Similar explanation of gender difference in academic performance could be found by Ardila et al. (2011). They reported there were three main differences in cognitive abilities
between males and females such as higher verbal abilities, favouring females; and, higher spatial abilities and arithmetical abilities, favouring males. They also believed that gender differences in cognitive functioning were the main reasons resulted in differences in academic performance as well.
Van Kesteren et al. (2014) proposed pre-existing schemas, place that stored prior
learned knowledge, brought advantages of facilitating learning and enhancing memory to individuals. Their findings declared that memory of prior knowledge was a predictor of academic performance. The more prior knowledge had been stored, individual would have better memory of prior knowledge and academic performance. While, it required a more speedily cognitive functioning to obtain the benefits as well (Fry & Hale, 2000).

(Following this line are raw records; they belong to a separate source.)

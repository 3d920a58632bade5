use std::fmt::Write as _;

use super::*;
use crate::error::Error;
use crate::grid::Resolution;
use crate::observation::CoordRange;
use crate::render::CellSize;
use crate::test_utils::{test_output_path, write_fixture};

fn survey_csv() -> String {
    let mut csv = String::from("x,y,t_obs,station\n");
    for i in 0..12 {
        for j in 0..10 {
            let x = i as f64 * 50.0 + (j % 3) as f64 * 7.0;
            let y = j as f64 * 40.0 + (i % 4) as f64 * 5.0;
            let bump = 20.0 * (-((x - 250.0).powi(2) + (y - 200.0).powi(2)) / 8000.0).exp();
            let value = 45000.0 + 0.01 * x - 0.02 * y + bump;
            writeln!(csv, "{x},{y},{value:.4},S{i}_{j}").unwrap();
        }
    }
    csv
}

fn magnetic_config(name: &str) -> MagneticDashboardConfig {
    MagneticDashboardConfig {
        input: write_fixture(&format!("dashboard/{name}.csv"), &survey_csv()),
        separation: crate::separation::SeparationConfig::default()
            .with_resolution(Resolution::new(30, 20)),
        cell: CellSize::square(2),
        export: false,
        ..MagneticDashboardConfig::default()
    }
}

// ============================================================================
// Magnetic dashboard
// ============================================================================

#[test]
fn test_magnetic_defaults() {
    let config = MagneticDashboardConfig::default();
    assert_eq!(config.input, PathBuf::from("test_magnetic.csv"));
    assert_eq!(config.value_column, "t_obs");
    assert_eq!(config.colormap, Colormap::Jet);
    assert_eq!(config.output_path(), PathBuf::from(MAGNETIC_OUTPUT));
    assert!(config.validate().is_ok());
}

#[test]
fn test_magnetic_run_renders_three_panels() {
    let config = magnetic_config("three_panels");
    let view = run_magnetic(&config).unwrap();

    assert_eq!(view.observations, 120);
    assert_eq!(view.separation.observed.shape(), (20, 30));
    // Each panel: 60 px grid + gap + scale strip; panels separated by a double gap.
    let panel_width = 30 * 2 + PANEL_GAP + COLOR_SCALE_WIDTH;
    assert_eq!(view.image.width(), 3 * panel_width + 2 * PANEL_GAP * 2);
    assert_eq!(view.image.height(), 40);
    assert!(view.exported.is_none());
}

#[test]
fn test_magnetic_auto_scale_is_per_panel() {
    let view = run_magnetic(&magnetic_config("auto_scale")).unwrap();
    let observed = view.separation.observed_stats().unwrap();
    assert_eq!(view.clips[0], ClipRange::new(observed.min, observed.max));
    assert_ne!(view.clips[0], view.clips[2]);
}

#[test]
fn test_magnetic_manual_scale_defaults_to_value_range() {
    let config = MagneticDashboardConfig {
        scale: ScaleControl {
            kind: ScaleKind::Manual,
            vmin: None,
            vmax: Some(45010.0),
        },
        ..magnetic_config("manual_scale")
    };
    let view = run_magnetic(&config).unwrap();
    let (lo, _) = view.value_range.unwrap();
    for clip in view.clips {
        assert_eq!(clip, ClipRange::new(lo, 45010.0));
    }
}

#[test]
fn test_magnetic_range_filter() {
    let config = MagneticDashboardConfig {
        x_range: Some(CoordRange::new(100.0, 400.0)),
        ..magnetic_config("range_filter")
    };
    let view = run_magnetic(&config).unwrap();
    assert!(view.observations < 120);
    let extent = view.separation.sample_grid.extent();
    assert!(extent.x_min >= 100.0 && extent.x_max <= 400.0);
}

#[test]
fn test_magnetic_empty_range_fails() {
    let config = MagneticDashboardConfig {
        x_range: Some(CoordRange::new(900.0, 1000.0)),
        ..magnetic_config("empty_range")
    };
    let err = run_magnetic(&config).unwrap_err();
    assert!(err.is_data_validation());
}

#[test]
fn test_magnetic_missing_input() {
    let config = MagneticDashboardConfig {
        input: test_output_path("dashboard/does_not_exist.csv"),
        ..MagneticDashboardConfig::default()
    };
    assert!(matches!(run_magnetic(&config), Err(Error::MissingInput { .. })));
}

#[test]
fn test_magnetic_export_writes_png() {
    let output = test_output_path("dashboard/magnetic_anomaly.png");
    let config = MagneticDashboardConfig {
        export: true,
        output: Some(output.clone()),
        ..magnetic_config("export")
    };
    let view = run_magnetic(&config).unwrap();
    assert_eq!(view.exported.as_deref(), Some(output.as_path()));
    assert!(output.exists());
}

// ============================================================================
// Seismic dashboard
// ============================================================================

fn seismic_config() -> SeismicDashboardConfig {
    SeismicDashboardConfig {
        export: false,
        ..SeismicDashboardConfig::default()
    }
}

#[test]
fn test_seismic_default_output_name_follows_colormap() {
    let config = SeismicDashboardConfig {
        colormap: Colormap::RdBu,
        ..SeismicDashboardConfig::default()
    };
    assert_eq!(config.output_path(), PathBuf::from("seismic_plot_RdBu.png"));
}

#[test]
fn test_seismic_run_full_section() {
    let view = run_seismic(&seismic_config()).unwrap();
    assert_eq!(view.section_shape, (500, 100));
    assert_eq!(view.traces, TraceRange::new(0, 100));
    assert_eq!(
        view.image.dimensions(),
        (100 * 6 + PANEL_GAP + COLOR_SCALE_WIDTH, 500)
    );
}

#[test]
fn test_seismic_manual_scale_defaults_to_half_abs_max() {
    let config = SeismicDashboardConfig {
        scale: ScaleControl {
            kind: ScaleKind::Manual,
            vmin: None,
            vmax: None,
        },
        ..seismic_config()
    };
    let view = run_seismic(&config).unwrap();
    assert!(view.abs_max > 0.0);
    assert_eq!(view.clip, ClipRange::symmetric(view.abs_max, 0.5));
}

#[test]
fn test_seismic_trace_window_and_flip() {
    let upright = run_seismic(&SeismicDashboardConfig {
        trace_range: Some(TraceRange::new(10, 30)),
        scale: ScaleControl::manual(-1.0, 1.0),
        ..seismic_config()
    })
    .unwrap();
    let flipped = run_seismic(&SeismicDashboardConfig {
        trace_range: Some(TraceRange::new(10, 30)),
        scale: ScaleControl::manual(-1.0, 1.0),
        flip_time: true,
        ..seismic_config()
    })
    .unwrap();

    assert_eq!(upright.image.width(), 20 * 6 + PANEL_GAP + COLOR_SCALE_WIDTH);
    assert_eq!(upright.image.get_pixel(0, 0), flipped.image.get_pixel(0, 499));
    assert_eq!(upright.image.get_pixel(5, 123), flipped.image.get_pixel(5, 376));
}

#[test]
fn test_seismic_rejects_out_of_bounds_traces() {
    let config = SeismicDashboardConfig {
        trace_range: Some(TraceRange::new(50, 150)),
        ..seismic_config()
    };
    assert!(matches!(run_seismic(&config), Err(Error::InvalidConfig(_))));
}

#[test]
fn test_seismic_rejects_inverted_manual_bounds() {
    let config = SeismicDashboardConfig {
        scale: ScaleControl::manual(1.0, -1.0),
        ..seismic_config()
    };
    assert!(config.validate().is_err());
}

// ============================================================================
// Config files
// ============================================================================

#[test]
fn test_load_yaml_config_overrides_defaults() {
    let path = write_fixture(
        "dashboard/seismic.yaml",
        "colormap: gray\nflip_time: true\ntrace_range:\n  start: 5\n  end: 25\nscale:\n  kind: manual\n  vmin: -0.2\n  vmax: 0.2\nsection:\n  seed: 7\n",
    );
    let config: SeismicDashboardConfig = load_config(&path).unwrap();

    assert_eq!(config.colormap, Colormap::Gray);
    assert!(config.flip_time);
    assert_eq!(config.trace_range, Some(TraceRange::new(5, 25)));
    assert_eq!(config.scale, ScaleControl::manual(-0.2, 0.2));
    assert_eq!(config.section.seed, 7);
    assert_eq!(config.section.samples, 500);
}

#[test]
fn test_load_json_config() {
    let path = write_fixture(
        "dashboard/magnetic.json",
        r#"{ "colormap": "RdBu_r", "x_range": { "min": 0.0, "max": 250.0 }, "separation": { "sigma": 1.5 } }"#,
    );
    let config: MagneticDashboardConfig = load_config(&path).unwrap();

    assert_eq!(config.colormap, Colormap::RdBuR);
    assert_eq!(config.x_range, Some(CoordRange::new(0.0, 250.0)));
    assert_eq!(config.separation.sigma, 1.5);
    assert_eq!(config.separation.resolution, Resolution::default());
}

#[test]
fn test_load_config_errors() {
    let bad_ext = write_fixture("dashboard/config.toml", "colormap = 'jet'");
    assert!(matches!(
        load_config::<MagneticDashboardConfig>(&bad_ext),
        Err(Error::ConfigFormat(_))
    ));

    let bad_yaml = write_fixture("dashboard/broken.yaml", "colormap: [");
    assert!(matches!(
        load_config::<MagneticDashboardConfig>(&bad_yaml),
        Err(Error::Config { .. })
    ));

    let missing = test_output_path("dashboard/absent.yaml");
    assert!(matches!(
        load_config::<MagneticDashboardConfig>(&missing),
        Err(Error::MissingInput { .. })
    ));
}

According to Gray et al. (2015), cognitive functioning of attention was the predictor of
math performance. They reported that attention was an independent predictor of 1) arithmetic fluency, solving simple math facts; 2) arithmetic word problems; and 3) algorithmic computation such as adding, subtracting, multiplying or dividing whole numbers, decimals or factions using algorithms and arithmetic; as well as for 4) composites of arithmetic fluency and algorithmic computation. In which, students were required to put a lot of attention on these problems. Hence, their findings demonstrated that students who displayed better attention would have higher working memory scores in general. Furthermore, those who had higher working memory scores would associated with higher scores on math. Thus, it could conclude that attention and memory were the predictors of academic performance.
Therefore, a lot of past researches had supported that cognitive functioning was a reliable predictor of academic performance. Titz and Karbach (2014) also highlighted that students were able to improve their cognitive functioning speed in terms of working memory and executive functioning by cognitive training such as reading. Moreover, it benefited more towards low achieving students to gain greater improvement of cognitive functioning speed than those high achieving students.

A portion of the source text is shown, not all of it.